40-Day Business Leadership Peak Performance Programme Day 8: Problems and Projects

So, how did you go yesterday? Did you choose a small problem to work with? Did you come up with a plan to go from where you are Now to Where you want to be instead?

The reason you must start small is to develop your skill around using the NOW, WHERE, HOW tool. Once you master handling smaller issues you’ll discover you can handle bigger problems. But today we’re going to develop this skill another small step forward.

Remember Ian the leading hand? Right now lends his tools to apprentices. In his ideal future he doesn’t lend tools to anyone because his apprentices have purchased the tools they need. He realised that he actually has a checklist of all the basic tools in his toolbox. He photocopied the list and then told each of the apprentices that he would no longer be loaning tools to them. He gave them the checklist and said that they should, likewise, go purchase the tools not currently in their toolbox.
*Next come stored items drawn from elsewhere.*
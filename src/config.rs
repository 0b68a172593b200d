use crate::error::{Result, Tdms2xError};
use crate::naming::NamingOptions;
use crate::writer::{OutputFormat, WriterSettings};
use regex::Regex;
use serde::{Deserialize, Serialize};
use std::path::{Path, PathBuf};

pub const DEFAULT_CONFIG_PATHS: [&str; 2] = ["tdms2x.toml", ".tdms2x.toml"];

#[derive(Debug, Clone, Default, Deserialize, Serialize, PartialEq)]
#[serde(default)]
pub struct Config {
    pub scan: ScanConfig,
    pub conversion: ConversionConfig,
    pub output: OutputConfig,
    pub batch: BatchConfig,
}

#[derive(Debug, Clone, Deserialize, Serialize, PartialEq)]
#[serde(default)]
pub struct ScanConfig {
    /// Source file extension, matched case-insensitively.
    pub extension: String,
    pub exclude_dirs: Vec<String>,
    pub exclude_patterns: Vec<String>,
    pub max_depth: usize,
}

#[derive(Debug, Clone, Deserialize, Serialize, PartialEq)]
#[serde(default)]
pub struct ConversionConfig {
    pub format: OutputFormat,
    pub time_track: bool,
    pub compress: bool,
    pub split: bool,
    /// Channel indexes into the first group, empty for all.
    pub channels: Vec<usize>,
    pub channel_names: Vec<String>,
    pub csv_delimiter: char,
}

#[derive(Debug, Clone, Default, Deserialize, Serialize, PartialEq)]
#[serde(default)]
pub struct OutputConfig {
    pub directory: Option<PathBuf>,
    pub file_prefix: Option<String>,
    pub meta_save: bool,
}

#[derive(Debug, Clone, Default, Deserialize, Serialize, PartialEq)]
#[serde(default)]
pub struct BatchConfig {
    /// Stop at the first failed file instead of continuing.
    pub fail_fast: bool,
}

impl Default for ScanConfig {
    fn default() -> Self {
        Self {
            extension: "tdms".to_string(),
            exclude_dirs: vec![".git".to_string()],
            exclude_patterns: Vec::new(),
            max_depth: 32,
        }
    }
}

impl Default for ConversionConfig {
    fn default() -> Self {
        Self {
            format: OutputFormat::Npy,
            time_track: false,
            compress: false,
            split: false,
            channels: Vec::new(),
            channel_names: Vec::new(),
            csv_delimiter: ' ',
        }
    }
}

impl Config {
    pub fn new() -> Self {
        Self::default()
    }

    pub fn load_from_file<P: AsRef<Path>>(path: P) -> Result<Self> {
        let path = path.as_ref();

        if !path.exists() {
            return Err(Tdms2xError::Config {
                message: format!("Configuration file not found: {}", path.display()),
            });
        }

        let content = std::fs::read_to_string(path).map_err(|e| Tdms2xError::Config {
            message: format!("Failed to read config file {}: {}", path.display(), e),
        })?;

        toml::from_str(&content).map_err(|e| Tdms2xError::Config {
            message: format!("Failed to parse config file {}: {}", path.display(), e),
        })
    }

    pub fn load_with_defaults<P: AsRef<Path>>(config_path: Option<P>) -> Result<Self> {
        match config_path {
            Some(path) => Self::load_from_file(path),
            None => {
                for default_path in &DEFAULT_CONFIG_PATHS {
                    if Path::new(default_path).exists() {
                        return Self::load_from_file(default_path);
                    }
                }
                Ok(Self::default())
            }
        }
    }

    pub fn merge_with_cli_args(&mut self, cli_args: &CliOverrides) {
        if let Some(format) = cli_args.format {
            self.conversion.format = format;
        }

        if let Some(time_track) = cli_args.time_track {
            self.conversion.time_track = time_track;
        }

        if let Some(compress) = cli_args.compress {
            self.conversion.compress = compress;
        }

        if let Some(split) = cli_args.split {
            self.conversion.split = split;
        }

        if let Some(ref channels) = cli_args.channels {
            self.conversion.channels = channels.clone();
        }

        if let Some(ref names) = cli_args.channel_names {
            self.conversion.channel_names = names.clone();
        }

        if let Some(ref output_dir) = cli_args.output_dir {
            self.output.directory = Some(output_dir.clone());
        }

        if let Some(ref prefix) = cli_args.file_prefix {
            self.output.file_prefix = Some(prefix.clone());
        }

        if let Some(meta_save) = cli_args.meta_save {
            self.output.meta_save = meta_save;
        }

        if let Some(fail_fast) = cli_args.fail_fast {
            self.batch.fail_fast = fail_fast;
        }
    }

    pub fn save_to_file<P: AsRef<Path>>(&self, path: P) -> Result<()> {
        let path = path.as_ref();
        let content = toml::to_string_pretty(self).map_err(|e| Tdms2xError::Config {
            message: format!("Failed to serialize config: {}", e),
        })?;

        std::fs::write(path, content).map_err(|e| Tdms2xError::Config {
            message: format!("Failed to write config file {}: {}", path.display(), e),
        })?;

        Ok(())
    }

    pub fn validate(&self) -> Result<()> {
        if self.scan.extension.trim().is_empty() {
            return Err(Tdms2xError::Config {
                message: "Source file extension must not be empty".to_string(),
            });
        }

        if self.scan.max_depth == 0 {
            return Err(Tdms2xError::Config {
                message: "Maximum directory depth must be greater than 0".to_string(),
            });
        }

        for pattern in &self.scan.exclude_patterns {
            Regex::new(pattern).map_err(|e| Tdms2xError::Config {
                message: format!("Invalid exclude pattern '{}': {}", pattern, e),
            })?;
        }

        let delimiter = self.conversion.csv_delimiter;
        if !delimiter.is_ascii() || matches!(delimiter, '"' | '\n' | '\r') {
            return Err(Tdms2xError::Config {
                message: format!("CSV delimiter {:?} must be a single ASCII character other than a quote or newline", delimiter),
            });
        }

        if let Some(prefix) = &self.output.file_prefix {
            if prefix.is_empty() || prefix.contains(['/', '\\']) {
                return Err(Tdms2xError::Config {
                    message: format!("File prefix '{}' must be a non-empty file name", prefix),
                });
            }
        }

        Ok(())
    }

    pub fn naming_options(&self) -> NamingOptions {
        NamingOptions {
            output_dir: self.output.directory.clone(),
            file_prefix: self.output.file_prefix.clone(),
        }
    }

    pub fn writer_settings(&self) -> WriterSettings {
        WriterSettings {
            csv_delimiter: self.conversion.csv_delimiter as u8,
        }
    }

    pub fn create_sample_config() -> String {
        let sample_config = Self::default();
        toml::to_string_pretty(&sample_config).unwrap_or_default()
    }
}

#[derive(Debug, Default)]
pub struct CliOverrides {
    pub format: Option<OutputFormat>,
    pub time_track: Option<bool>,
    pub compress: Option<bool>,
    pub split: Option<bool>,
    pub channels: Option<Vec<usize>>,
    pub channel_names: Option<Vec<String>>,
    pub output_dir: Option<PathBuf>,
    pub file_prefix: Option<String>,
    pub meta_save: Option<bool>,
    pub fail_fast: Option<bool>,
}

impl CliOverrides {
    pub fn new() -> Self {
        Self::default()
    }

    pub fn with_format(mut self, format: Option<OutputFormat>) -> Self {
        self.format = format;
        self
    }

    pub fn with_time_track(mut self, time_track: Option<bool>) -> Self {
        self.time_track = time_track;
        self
    }

    pub fn with_compress(mut self, compress: Option<bool>) -> Self {
        self.compress = compress;
        self
    }

    pub fn with_split(mut self, split: Option<bool>) -> Self {
        self.split = split;
        self
    }

    pub fn with_channels(mut self, channels: Option<Vec<usize>>) -> Self {
        self.channels = channels;
        self
    }

    pub fn with_channel_names(mut self, names: Option<Vec<String>>) -> Self {
        self.channel_names = names;
        self
    }

    pub fn with_output_dir(mut self, output_dir: Option<PathBuf>) -> Self {
        self.output_dir = output_dir;
        self
    }

    pub fn with_file_prefix(mut self, prefix: Option<String>) -> Self {
        self.file_prefix = prefix;
        self
    }

    pub fn with_meta_save(mut self, meta_save: Option<bool>) -> Self {
        self.meta_save = meta_save;
        self
    }

    pub fn with_fail_fast(mut self, fail_fast: Option<bool>) -> Self {
        self.fail_fast = fail_fast;
        self
    }
}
Right now Ron has late paying customers and in the ideal future his customer pay their bills on time. He made up a list of every debtor, the amount owing and the time that had elapsed. He then decided to phone each of them up, explain the situation, chase payment and renegotiate their trade account terms.

David right now is overweight and in the ideal future he is his ideal target weight. He decided to keep a food journal over the next six weeks to see exactly what he is eating before he starts any diet.

Get the idea? You are going to be thinking, “Yeah, yeah. Got all that. Can we move on to the meaty stuff?” This is the meaty stuff. Honestly, if you can’t handle little stuff why do you feel you will cope with bigger stuff? This is like going to gym and starting on the small weights. At first you can’t see any change. Pay attention to how this programme makes you feel. Pay acute attention to your thoughts and feelings.

OK. Imagine this. Let’s pretend someone comes to you today … and then tomorrow … in fact day after day … after day and said, “I’ve got a problem … I’ve got another problem … and another problem.” After a while, how would you feel about that person?

Don’t read on until you can imagine that scenario and how it would feel.

Many people I’ve coached (you know I’m a coach, right?) say they’d have initially a neutral response – ‘OK, tell me about your problem’.

But then they say that if this happened again and again – and kept happening – they’d start to feel concerned if not even more negative feelings i.e., annoyance, frustration, concern, anger. At some level they begin to judge this person. They might think this person is immature or doesn’t really know how to do their job. At some point you may even start devising strategies in your mind to distance yourself from this person.

You need to slow down today and think this scenario through because you’ve experienced this. I do not want some cursory nod of recognition. Really feel it.

You must notice when you zone out or disengage and get annoyed that it isn’t going fast enough for you. Pay very close attention. This is what business leaders do worldwide.

“I’m paying you a lot of money Priestley, can we get to the point?”

This is exactly what happened for Jane. Jane is the registered nursing administrator in a critical care unit in a geriatric hospital. When I asked Jane to collect problems the biggest problem she faced were ‘minor interruptions’.

Over a six-week period Jane discovered that her nurses were interrupting her on average 148 times per day! In some cases subordinates were asking Jane to resolve benign issues they were more than capable of resolving. In some cases, junior staff were reverse delegating and getting Jane to do their work for them!

“Jane I’ve got a problem.” “Jane I’ve got another problem. Jane can you …? Jane I can’t … ” Problem … problem … problem.

OK, now imagine someone comes to you and says: “I’ve got a project. I want to discuss a project.” How do you feel now? Think about your response before you read on.

Most people feel interested, curious, intrigued – more positive feelings. Most people say something like: “I’m interested. Tell me more.” Pay attention to your response to the word project.

So what is it about a project that makes us feel more positive and resourceful and what is it about a problem that makes us feel more negative? (It’s the same amount of letters, by the way, and both start with the prefix ‘pro’!)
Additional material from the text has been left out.